Feature request: allow for constraints on ordered choice parameters
lena-kashtelyan opened this issue · 6 comments
Original comment by @LuddeWessen:
I was about to post an issue report on this as well, since I need to put constraints on choice variables, especially between them.
I believe this should be possible for at least two reasons:
If the parameters have internal ordering we often need to put constraints as if it were range parameter.
Sometimes categorical or ordered parameters needs to be constrained to remove "symmetries" in the parameter space, e.g. when parameters (1,2) actually means the same as (2,1), we want to disallow one of them.
I believe that the fix suggested by @Balandat Jul 17 sounds good.
Proposed solution: #621 (comment)
Merged into master wishlist issue
@LuddeWessen what is the fix you referred to? (pulling from #621 (comment))
So there shouldn't be a fundamental issue including fixed parameters, as we can just absorb their value into a new bound. That said, if the problem is simple enough, you can just do this yourself. Instead of
't1 - lw >= 0'
you'd just providef'-lw <= {-t1}'
. If you have a lot of constraints then this may be a bit tedious, but it should always be possible. On our end, we could consider properly parsing out fixed parameters from the constraints and do this under the hood, we'd have to look at how much work that would be relative to the benefit it provides.
or
As far as choice parameters are concerned, the reason we didn't allow constraints on these was that they were one-hot encoded and thus representing the constraint as a linear constraint is not straightforward.
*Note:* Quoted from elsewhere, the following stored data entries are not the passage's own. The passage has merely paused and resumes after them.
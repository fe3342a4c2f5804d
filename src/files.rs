// Copyright 2026 region-nbt developers
// SPDX-License-Identifier: GPL-3.0-or-later

//! Path-level wrappers binding the codecs to files on disk.

use std::fs::{self, File};
use std::io::{Read, Write};
use std::path::{Path, PathBuf};

use flate2::read::GzDecoder;
use flate2::write::GzEncoder;
use log::{debug, warn};
use memmap2::Mmap;

use crate::anvil::Region;
use crate::error::{NbtError, RegionError};
use crate::nbt::NamedTag;

const GZIP_MAGIC: [u8; 2] = [0x1F, 0x8B];

/// Outer compression of a standalone NBT file.
#[derive(Debug, Clone, Copy, PartialEq, Eq)]
pub enum FileCompression {
    Gzip,
    Plain,
}

/// A standalone NBT file such as `level.dat`.
///
/// Opening sniffs the gzip magic; saving re-applies whichever outer
/// compression the file had.
pub struct NbtFile {
    path: PathBuf,
    compression: FileCompression,
    pub root: NamedTag,
}

impl NbtFile {
    pub fn open<P: AsRef<Path>>(path: P) -> Result<Self, NbtError> {
        let path = path.as_ref().to_path_buf();
        let mut bytes = Vec::new();
        File::open(&path)?.read_to_end(&mut bytes)?;

        let (compression, raw) = if bytes.starts_with(&GZIP_MAGIC) {
            let mut raw = Vec::new();
            GzDecoder::new(&bytes[..]).read_to_end(&mut raw)?;
            (FileCompression::Gzip, raw)
        } else {
            (FileCompression::Plain, bytes)
        };
        debug!("{}: outer compression {compression:?}", path.display());

        let root = NamedTag::from_bytes(&raw)?;
        Ok(Self {
            path,
            compression,
            root,
        })
    }

    pub fn path(&self) -> &Path {
        &self.path
    }

    pub fn compression(&self) -> FileCompression {
        self.compression
    }

    /// Writes the document back to the path it was opened from.
    pub fn save(&self) -> Result<(), NbtError> {
        self.save_as(&self.path)
    }

    pub fn save_as<P: AsRef<Path>>(&self, path: P) -> Result<(), NbtError> {
        let raw = self.root.to_bytes()?;
        match self.compression {
            FileCompression::Gzip => {
                let mut encoder =
                    GzEncoder::new(File::create(path)?, flate2::Compression::default());
                encoder.write_all(&raw)?;
                encoder.finish()?;
            }
            FileCompression::Plain => File::create(path)?.write_all(&raw)?,
        }
        Ok(())
    }
}

/// An `.mca` region file bound to a path.
pub struct RegionFile {
    path: PathBuf,
    pub region: Region,
}

impl RegionFile {
    /// Opens and decodes a region file, taking the region coordinates from
    /// its `r.<x>.<z>.mca` name. A name that does not parse falls back to
    /// region (0, 0) with a warning; Minecraft will not recognise such a
    /// file either way.
    pub fn open<P: AsRef<Path>>(path: P) -> Result<Self, RegionError> {
        let path = path.as_ref().to_path_buf();
        let (rx, rz) = match path
            .file_name()
            .and_then(|name| name.to_str())
            .and_then(parse_region_coords)
        {
            Some(coords) => coords,
            None => {
                warn!(
                    "{}: not an r.<x>.<z>.mca name, assuming region (0, 0)",
                    path.display()
                );
                (0, 0)
            }
        };

        let file = File::open(&path)?;
        let region = if file.metadata()?.len() == 0 {
            Region::new(rx, rz)
        } else {
            let mmap = unsafe { Mmap::map(&file)? };
            Region::from_bytes(rx, rz, &mmap)?
        };
        debug!("{}: loaded as region ({rx}, {rz})", path.display());
        Ok(Self { path, region })
    }

    pub fn path(&self) -> &Path {
        &self.path
    }

    /// Re-encodes the region over the file it was opened from.
    pub fn save(&mut self) -> Result<(), RegionError> {
        let bytes = self.region.to_bytes()?;
        fs::write(&self.path, bytes)?;
        Ok(())
    }

    pub fn save_as<P: AsRef<Path>>(&mut self, path: P) -> Result<(), RegionError> {
        let path = path.as_ref();
        if path
            .file_name()
            .and_then(|name| name.to_str())
            .and_then(parse_region_coords)
            .is_none()
        {
            warn!(
                "{}: not an r.<x>.<z>.mca name, Minecraft will not read it",
                path.display()
            );
        }
        let bytes = self.region.to_bytes()?;
        fs::write(path, bytes)?;
        Ok(())
    }
}

/// Extracts region coordinates from an `r.<x>.<z>.mca` file name.
pub fn parse_region_coords(name: &str) -> Option<(i32, i32)> {
    let rest = name.strip_prefix("r.")?.strip_suffix(".mca")?;
    let (x, z) = rest.split_once('.')?;
    Some((x.parse().ok()?, z.parse().ok()?))
}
However, we made some changes recently that handle choice parameters in a different way and optimize over their actual values, so it would potentially be possible to incorporate them into parameter constraints (in fact, potentially even nonlinear ones).
Why do you think (one of these) would address the issue of symmetry that you mentioned?
when parameters (1,2) actually means the same as (2,1), we want to disallow one of them
I'm asking because it seems relevant to a possible implementation for my use-case (#727 (comment) see "Components/Composition version"). I've been thinking about doing data augmentation instead, where you just supply Ax with the degenerate cases every time a new trial is added.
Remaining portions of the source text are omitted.